Decision Date11 October 1951
Docket NumberNo. 7013,7013
Citation242 S.W.2d 737
PartiesCITY OF MARIONVILLE v. FRAZIER et al.
CourtMissouri Court of Appeals

William A. Ratican, Jr., Aurora, Clarence O. Woolsey, Springfield, Joe C. Crain, Ozark, for appellants.

Theodore Beezley, Springfield, Gordon J. Massey, Ozark, for respondent.

VANDEVENTER, Presiding Judge.

Appellants (defendants below) appeal from an order of the circuit court permitting respondent (plaintiff below) to dismiss its cause of action.

This was a condemnation proceeding. The City of Marionville, in a petition, filed in Lawrence County, sought to condemn an easement in a stream of water for the purpose of permitting effluent from its sewage system and disposal plant to flow into it. Defendants below filed a motion to strike out certain parts of the petition, which was overruled. Commissioners were appointed to assess the damages. After qualifying, they made their appraisement of damages and reported to the circuit court, assessing the damage of each of the defendants at $1. To this report the defendants filed exceptions upon the ground that the damages awarded were inadequate, unreasonable and insufficient to compensate the defendants for their respective interests in the stream. Nothing further was done until the plaintiff filed an application for a change of venue. This application was sustained and the case was sent to Christian County where, on the 26th day of January, 1951, the plaintiff, ore tenus, moved the court to dismiss 'its petition and action in condemnation * * *.' This motion was sustained 'for the reason that the plaintiff could not, under its charter powers, condemn a stream of water, * * *.' From this order, defendants have appealed.

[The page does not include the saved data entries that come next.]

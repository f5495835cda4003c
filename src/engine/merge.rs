//! Output assembly: merged/incremental frames, audit report, summary counts
//!
//! The report is the only place skipped and canceled records remain visible
//! after a run; nothing silently vanishes between input and report.

use bigdecimal::BigDecimal;
use chrono::NaiveDateTime;
use serde::Serialize;
use tracing::info;

use crate::schema;
use crate::types::{
    BaselineFrames, Channel, RecordStatus, Sheet, SkipReason, StandardRecord,
};

/// One audit row per processed record, whatever its outcome.
#[derive(Debug, Clone, Serialize)]
pub struct ReportRow {
    pub sheet: Sheet,
    pub account: String,
    pub amount: BigDecimal,
    pub timestamp: NaiveDateTime,
    pub channel: Channel,
    pub status: RecordStatus,
    pub skip_reason: Option<SkipReason>,
    pub remark: String,
}

/// Outcome counts returned to the orchestrator's summary.
#[derive(Debug, Clone, Copy, Default, PartialEq, Eq, Serialize)]
pub struct ReconcileSummary {
    pub accepted: usize,
    pub skipped: usize,
    pub canceled: usize,
    /// Records never resolved, e.g. a gated run that was aborted.
    pub pending: usize,
}

/// Build the audit report, one row per record in input order.
pub fn build_report(records: &[StandardRecord]) -> Vec<ReportRow> {
    records
        .iter()
        .map(|record| ReportRow {
            sheet: record.sheet(),
            account: record.account.clone(),
            amount: record.amount().clone(),
            timestamp: record.timestamp,
            channel: record.channel,
            status: record.status(),
            skip_reason: record.skip_reason(),
            remark: record.remark().to_string(),
        })
        .collect()
}

/// Count record outcomes.
pub fn summarize(records: &[StandardRecord]) -> ReconcileSummary {
    let mut summary = ReconcileSummary::default();
    for record in records {
        match record.status() {
            RecordStatus::Accepted => summary.accepted += 1,
            RecordStatus::Skipped => summary.skipped += 1,
            RecordStatus::Canceled => summary.canceled += 1,
            RecordStatus::Pending => summary.pending += 1,
        }
    }
    summary
}

/// Standalone frames holding only accepted records, template columns.
pub fn incremental_frames(records: &[StandardRecord]) -> BaselineFrames {
    let mut frames = BaselineFrames::new();
    append_accepted(&mut frames, records);
    sort_frames(&mut frames);
    frames
}

/// Concatenate accepted records onto the baseline, preserving the baseline's
/// own column schema per sheet, then sort ascending by date.
pub fn merge_into_baseline(
    mut baseline: BaselineFrames,
    records: &[StandardRecord],
) -> BaselineFrames {
    append_accepted(&mut baseline, records);
    sort_frames(&mut baseline);
    baseline
}

fn append_accepted(frames: &mut BaselineFrames, records: &[StandardRecord]) {
    let mut appended = 0usize;
    for record in records {
        if record.status() != RecordStatus::Accepted || record.meta.supplement_only {
            continue;
        }
        let sheet = record.sheet();
        frames.get_mut(sheet).push_mapped_row(sheet, &record.to_row());
        appended += 1;
    }
    info!(appended, "accepted records written to output frames");
}

fn sort_frames(frames: &mut BaselineFrames) {
    for sheet in Sheet::ALL {
        let column = schema::date_column(sheet);
        frames.get_mut(sheet).sort_rows_by_datetime(column);
    }
}
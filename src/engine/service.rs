use std::time::Instant;

use rand::rngs::StdRng;
use rand::SeedableRng;

use crate::bootstrap::AppState;
use crate::engine::ranker::{self, AssetRates, Quote};
use crate::rates::RateSource;

/// Full result of one refresh: the ranked quote set plus the rate
/// context it was computed under.
pub struct QuoteAnalysis {
    pub timestamp_utc: String,
    pub input_amount_usd: f64,
    pub fx_rate: f64,
    pub rate_source: RateSource,
    pub rate_as_of: String,
    pub frictionless_eur: f64,
    pub quotes: Vec<Quote>,
}

/// Compute ranked quotes for `amount` USD-pegged units. Never fails:
/// every upstream lookup has a degraded fallback. The caller is
/// expected to have validated `amount > 0` at the boundary.
pub async fn compute_quotes(state: &AppState, amount: f64) -> QuoteAnalysis {
    let refresh_start = Instant::now();

    let cached = state.cached_rate();
    let symbols: Vec<String> = state.assets.iter().map(|a| a.symbol.clone()).collect();

    // Both lookups degrade independently, so fetch them concurrently.
    let (snapshot, prices) = futures::join!(
        state.fx_client.usd_to_eur(cached.as_ref()),
        async {
            match &state.price_client {
                Some(price_client) => price_client.usd_prices(&symbols).await,
                None => None,
            }
        }
    );
    log::debug!(
        "FX rate {:.4} ({:?}) resolved in {:?}",
        snapshot.rate,
        snapshot.source,
        refresh_start.elapsed()
    );

    let mut rates = AssetRates::uniform(snapshot.rate);
    if let Some(prices) = prices {
        // A euro token priced at p USD converts 1 USD into 1/p
        // tokens, i.e. roughly 1/p EUR.
        for (symbol, price_usd) in prices {
            rates.overrides.insert(symbol, 1.0 / price_usd);
        }
        log::debug!("Per-asset rate overrides: {}", rates.overrides.len());
    }

    let mut rng = match state.rng_seed {
        Some(seed) => StdRng::seed_from_u64(seed),
        None => StdRng::from_entropy(),
    };

    let ranked = ranker::rank(
        amount,
        &rates,
        &state.assets,
        &state.venues,
        &state.offramps,
        &mut rng,
    );

    // Newer-wins cache update; a concurrent refresh that resolved a
    // fresher rate is never clobbered by this one.
    state.store_rate(&snapshot);

    log::info!(
        "Ranked {} quotes for {:.2} USD in {:?}",
        ranked.quotes.len(),
        amount,
        refresh_start.elapsed()
    );

    QuoteAnalysis {
        timestamp_utc: chrono::Utc::now().to_rfc3339(),
        input_amount_usd: amount,
        fx_rate: snapshot.rate,
        rate_source: snapshot.source,
        rate_as_of: snapshot.as_of.to_rfc3339(),
        frictionless_eur: ranked.frictionless_eur,
        quotes: ranked.quotes,
    }
}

The right to appeal is purely statutory, there being no such right at common law. Mo.Digest, Appeal and Error, k1.

Our statute, Sec. 512.020, Mo.R.S.1949, provides that any party to a suit 'aggrieved' by any judgment, may, under certain circumstances, appeal. But it has been held that where a suit is dismissed by the plaintiff, the defendant is not 'aggrieved' within the meaning of the statute, and is not entitled to appeal. McIlvain v. Kavorinos, 358 Mo. 1153, en banc, 219 S.W.2d 349; McIlvain v. Kavorinos, Mo.App., 212 S.W.2d 85; McCormack et al. v. Dunn, 232 Mo.App. 371, 106 S.W.2d 933; Fenton v. Thompson, 352 Mo. 199, 176 S.W.2d 456; McClain v. Kansas City Bridge Co., 338 Mo. 7, 88 S.W.2d 1019; Lines Music Co. v. Holt, Mo.App., 48 S.W.2d 92.

However, an appeal to this court would avail defendants nothing because a plaintiff has the right to dismiss its cause of action at any time before the same is finally submitted to the court or jury. Section 510.130, Mo.R.S.1949; Stith v. J. J. Newberry Co. et al., 336 Mo. 467, 79 S.W.2d 447; Sharp v. Stiles et...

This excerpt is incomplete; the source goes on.